C.S.H.B. 3264 requires the commissioner of insurance to adopt rules necessary to implement the notification requirements for a health benefit plan issuer's medical loss ratio and administrative cost and tax ratio.

 

C.S.H.B. 3264 makes its provisions applicable to a health benefit plan that is delivered, issued for delivery, or renewed on or after January 1, 2010.

EFFECTIVE DATE

 

September 1, 2009.

COMPARISON OF ORIGINAL AND SUBSTITUTE

C.S.H.B. 3264 adds definitions not in the original for "administrative cost and tax ratio," "enrollee," "evidence of coverage," "market segment of health benefit plans," and "preferred provider benefit plan."  The substitute defines "medical loss ratio" as the ratio of the dollar amount of benefits paid by a health benefit plan issuer with regard to a market segment of health benefit plans issued by the issuer to the revenue received in premiums for that same market segment of health benefit plans, whereas the original defines the term as the ratio of the dollar amount of benefits paid by a health benefit plan issuer under a health benefit plan to the revenue received in premiums for that same health benefit plan.
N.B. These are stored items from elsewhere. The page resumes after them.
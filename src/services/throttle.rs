// SPDX-License-Identifier: MIT
// Copyright 2026 Roland Dreier <roland@rolandd.dev>

//! Login attempt throttling with exponential backoff.
//!
//! State is persisted after every change so a restart does not reset the
//! backoff. The failure counter only resets on a successful login.

use crate::db::SessionStore;
use crate::models::LoginAttemptState;
use crate::time_utils;
use std::time::Duration;
use tokio::sync::Mutex;

/// Failures tolerated before backoff starts.
const FREE_FAILURES: u32 = 3;
const BACKOFF_BASE_MS: i64 = 1000;
const BACKOFF_CAP_MS: i64 = 30_000;

/// Outcome of the pre-attempt gate.
#[derive(Debug, Clone, Copy, PartialEq, Eq)]
pub enum ThrottleDecision {
    Allow,
    Throttled { retry_after: Duration },
}

/// Decide whether an attempt at `now_ms` may proceed.
pub fn evaluate(state: &LoginAttemptState, now_ms: i64, min_interval_ms: i64) -> ThrottleDecision {
    if let Some(until) = state.backoff_until.filter(|until| *until > now_ms) {
        return throttled(until - now_ms);
    }

    if let Some(last) = state.last_attempt_at {
        let elapsed = now_ms - last;
        if elapsed < min_interval_ms {
            return throttled(min_interval_ms - elapsed);
        }
    }

    ThrottleDecision::Allow
}

/// Backoff after `failure_count` consecutive failures, if any.
pub fn backoff_for(failure_count: u32) -> Option<i64> {
    if failure_count <= FREE_FAILURES {
        return None;
    }
    // Past 2^15 the cap applies anyway; clamp to keep the shift in range.
    let exponent = (failure_count - FREE_FAILURES).min(15);
    Some((BACKOFF_BASE_MS << exponent).min(BACKOFF_CAP_MS))
}

/// Apply a failed attempt at `now_ms`.
pub fn record_failure(state: &mut LoginAttemptState, now_ms: i64) {
    state.failure_count = state.failure_count.saturating_add(1);
    if let Some(backoff) = backoff_for(state.failure_count) {
        state.backoff_until = Some(now_ms + backoff);
    }
}

/// Apply a successful attempt.
pub fn record_success(state: &mut LoginAttemptState) {
    state.failure_count = 0;
    state.backoff_until = None;
}

fn throttled(remaining_ms: i64) -> ThrottleDecision {
    ThrottleDecision::Throttled {
        retry_after: Duration::from_millis(remaining_ms.max(0) as u64),
    }
}

/// Persistent login gate.
pub struct LoginThrottle {
    store: SessionStore,
    min_interval_ms: i64,
    lock: Mutex<()>,
}

impl LoginThrottle {
    pub fn new(store: SessionStore, min_interval: Duration) -> Self {
        Self {
            store,
            min_interval_ms: min_interval.as_millis() as i64,
            lock: Mutex::new(()),
        }
    }

    pub async fn state(&self) -> LoginAttemptState {
        self.store.load_attempts().await
    }

    pub async fn before_attempt(&self) -> ThrottleDecision {
        self.before_attempt_at(time_utils::now_millis()).await
    }

    /// Gate an attempt at `now_ms`; an allowed attempt is recorded.
    pub async fn before_attempt_at(&self, now_ms: i64) -> ThrottleDecision {
        let _guard = self.lock.lock().await;
        let mut state = self.store.load_attempts().await;

        let decision = evaluate(&state, now_ms, self.min_interval_ms);
        match decision {
            ThrottleDecision::Allow => {
                state.last_attempt_at = Some(now_ms);
                self.persist(&state).await;
            }
            ThrottleDecision::Throttled { retry_after } => {
                tracing::warn!(
                    retry_after_ms = retry_after.as_millis() as u64,
                    failures = state.failure_count,
                    "Login attempt throttled"
                );
            }
        }
        decision
    }

    pub async fn on_failure(&self) {
        self.on_failure_at(time_utils::now_millis()).await
    }

    pub async fn on_failure_at(&self, now_ms: i64) {
        let _guard = self.lock.lock().await;
        let mut state = self.store.load_attempts().await;
        record_failure(&mut state, now_ms);
        if let Some(until) = state.backoff_until.filter(|until| *until > now_ms) {
            tracing::info!(
                failures = state.failure_count,
                backoff_until = %time_utils::format_millis(until),
                "Login backoff engaged"
            );
        }
        self.persist(&state).await;
    }

    pub async fn on_success(&self) {
        let _guard = self.lock.lock().await;
        let mut state = self.store.load_attempts().await;
        record_success(&mut state);
        self.persist(&state).await;
    }

    async fn persist(&self, state: &LoginAttemptState) {
        if let Err(e) = self.store.save_attempts(state).await {
            tracing::warn!(error = %e, "Failed to persist login attempt state");
        }
    }
}
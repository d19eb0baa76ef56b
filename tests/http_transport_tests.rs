// SPDX-License-Identifier: MIT
// Copyright 2026 Roland Dreier <roland@rolandd.dev>

//! End-to-end tests of the reqwest transport against a local axum server.

use axum::extract::State;
use axum::http::{HeaderMap, StatusCode};
use axum::response::{IntoResponse, Response};
use axum::routing::{get, post};
use axum::{Json, Router};
use serde_json::{json, Value};
use session_core::config::Config;
use session_core::db::SessionStore;
use session_core::error::SessionError;
use session_core::services::LoginRequest;
use session_core::transport::{HttpRequest, HttpTransport, Transport, TransportError};
use session_core::SessionClient;
use std::sync::Arc;
use std::time::Duration;

mod common;
use common::mint_token;

async fn login(State(token): State<Arc<String>>, Json(body): Json<Value>) -> Response {
    if body["password"] == "Password1" {
        Json(json!({ "token": token.as_str(), "user": { "id": 42, "email": body["email"] } }))
            .into_response()
    } else {
        (StatusCode::UNAUTHORIZED, Json(json!({ "message": "Invalid credentials" })))
            .into_response()
    }
}

async fn me(State(token): State<Arc<String>>, headers: HeaderMap) -> Response {
    let expected = format!("Bearer {token}");
    let authorized = headers
        .get("authorization")
        .and_then(|v| v.to_str().ok())
        .is_some_and(|v| v == expected);
    if authorized {
        Json(json!({ "id": 42, "username": "alice" })).into_response()
    } else {
        StatusCode::FORBIDDEN.into_response()
    }
}

/// Serve a minimal API on an ephemeral port and return its base URL.
async fn spawn_server(token: String) -> String {
    let app = Router::new()
        .route("/api/health", get(|| async { Json(json!({ "status": "ok" })) }))
        .route("/api/auth/login", post(login))
        .route("/api/users/me", get(me))
        .route(
            "/api/posts",
            post(|| async { (StatusCode::BAD_REQUEST, "Caption is required") }),
        )
        .with_state(Arc::new(token));

    let listener = tokio::net::TcpListener::bind("127.0.0.1:0").await.unwrap();
    let addr = listener.local_addr().unwrap();
    tokio::spawn(async move {
        axum::serve(listener, app).await.unwrap();
    });
    format!("http://{addr}/api")
}

fn client_for(base_url: String) -> SessionClient {
    let config = Config {
        api_base_url: base_url,
        ..Config::default()
    };
    let transport = Arc::new(HttpTransport::new(config.http_timeout).unwrap());
    SessionClient::new(config, transport, SessionStore::new_memory())
}

#[tokio::test]
async fn test_login_and_profile_over_http() {
    let token = mint_token(3600);
    let client = client_for(spawn_server(token.clone()).await);

    let session = client
        .manager
        .login(LoginRequest {
            email: "alice@example.com".to_string(),
            password: "Password1".to_string(),
            remember: false,
        })
        .await
        .unwrap();
    assert_eq!(session.token, Some(token));

    let profile = client
        .execute(client.request("getProfile").unwrap())
        .await
        .unwrap();
    assert_eq!(profile["username"], "alice");
    assert_eq!(client.monitor.state().await.available, Some(true));
}

#[tokio::test]
async fn test_wrong_password_over_http() {
    let client = client_for(spawn_server(mint_token(3600)).await);

    let err = client
        .manager
        .login(LoginRequest {
            email: "alice@example.com".to_string(),
            password: "wrong".to_string(),
            remember: false,
        })
        .await
        .unwrap_err();

    assert!(matches!(err, SessionError::InvalidCredentials));
}

#[tokio::test]
async fn test_plain_text_error_body_becomes_message() {
    let client = client_for(spawn_server(mint_token(3600)).await);

    let request = client
        .request("createPost")
        .unwrap()
        .json(json!({ "caption": "" }));
    let err = client.execute(request).await.unwrap_err();

    match err {
        SessionError::Validation { status, message } => {
            assert_eq!(status, 400);
            assert_eq!(message, "Caption is required");
        }
        other => panic!("unexpected error: {other:?}"),
    }
}

#[tokio::test]
async fn test_unreachable_server_is_transport_error() {
    let listener = tokio::net::TcpListener::bind("127.0.0.1:0").await.unwrap();
    let addr = listener.local_addr().unwrap();
    drop(listener);

    let transport = HttpTransport::new(Duration::from_secs(2)).unwrap();
    let result = transport
        .send(HttpRequest::new(
            reqwest::Method::GET,
            format!("http://{addr}/api/health"),
        ))
        .await;

    assert!(matches!(
        result,
        Err(TransportError::Connect(_) | TransportError::Other(_))
    ));
}
// SPDX-License-Identifier: MIT
// Copyright 2026 Roland Dreier <roland@rolandd.dev>

//! Shared helpers for date/time handling.

use chrono::{DateTime, SecondsFormat, Utc};

/// Format a UTC timestamp as RFC3339 using a `Z` suffix.
pub fn format_utc_rfc3339(date: DateTime<Utc>) -> String {
    date.to_rfc3339_opts(SecondsFormat::Secs, true)
}

/// Current wall-clock time in epoch milliseconds.
pub fn now_millis() -> i64 {
    Utc::now().timestamp_millis()
}

/// Format epoch milliseconds as RFC3339, for log fields.
pub fn format_millis(millis: i64) -> String {
    DateTime::<Utc>::from_timestamp_millis(millis)
        .map(format_utc_rfc3339)
        .unwrap_or_else(|| millis.to_string())
}

#[cfg(test)]
mod tests {
    use super::*;

    #[test]
    fn format_millis_uses_z_suffix() {
        assert_eq!(format_millis(0), "1970-01-01T00:00:00Z");
    }
}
The substitute specifies that the costs excluded from the ratio include the issuer's administrative cost and tax ratio.

 

C.S.H.B. 3264 differs from the original by making its provisions applicable to a health benefit plan issuer that provides benefits for certain expenses incurred through an individual, group, blanket, or franchise preferred provider benefit plan, rather than an individual, group, blanket or franchise insurance policy or insurance agreement, or a group hospital service contract, as in the original.  The substitute differs from the original by exempting from its provisions a multiple employer welfare arrangement that holds a certificate of authority, whereas the original makes its provisions applicable to such a health benefit provider. The substitute adds a provision not in the original to exempt from its provisions a health benefit plan that provides coverage only for a specified disease or condition.

 

C.S.H.B. 3264 differs from the original by requiring a health benefit plan issuer to annually report to TDI the issuer's medical loss ratio for each market segment of health benefit plans written by the health benefit plan issuer in the previous calendar year, whereas the original requires the issuer to notify a potential enrollee in writing of the issuer's medical loss ratio for that same type of health benefit plan for the one-year period immediately preceding the date of an application for coverage under a health benefit plan. The substitute adds provisions not in the original requiring TDI to post certain information relating to the issuer's medical loss ratio on TDI's website or another website maintained by TDI for the benefit of consumers or enrollees; requiring the issuer to provide each enrollee or the plan sponsor, as applicable, with the Internet website address at which the enrollee or sponsor may access the medical loss ratio information. The substitute differs from the original by specifying the conditions under which the issuer must provide that online information to an enrollee or the plan sponsor, whereas the original specifies the conditions under which the issuer must provide medical loss ratio information to a plan enrollee in writing. The substitute adds provisions not in the original setting out the reporting requirements for a health benefit plan issuer's administrative cost and tax ratio. The substitute differs from the original by making conforming changes to the rulemaking authority of the commissioner of insurance.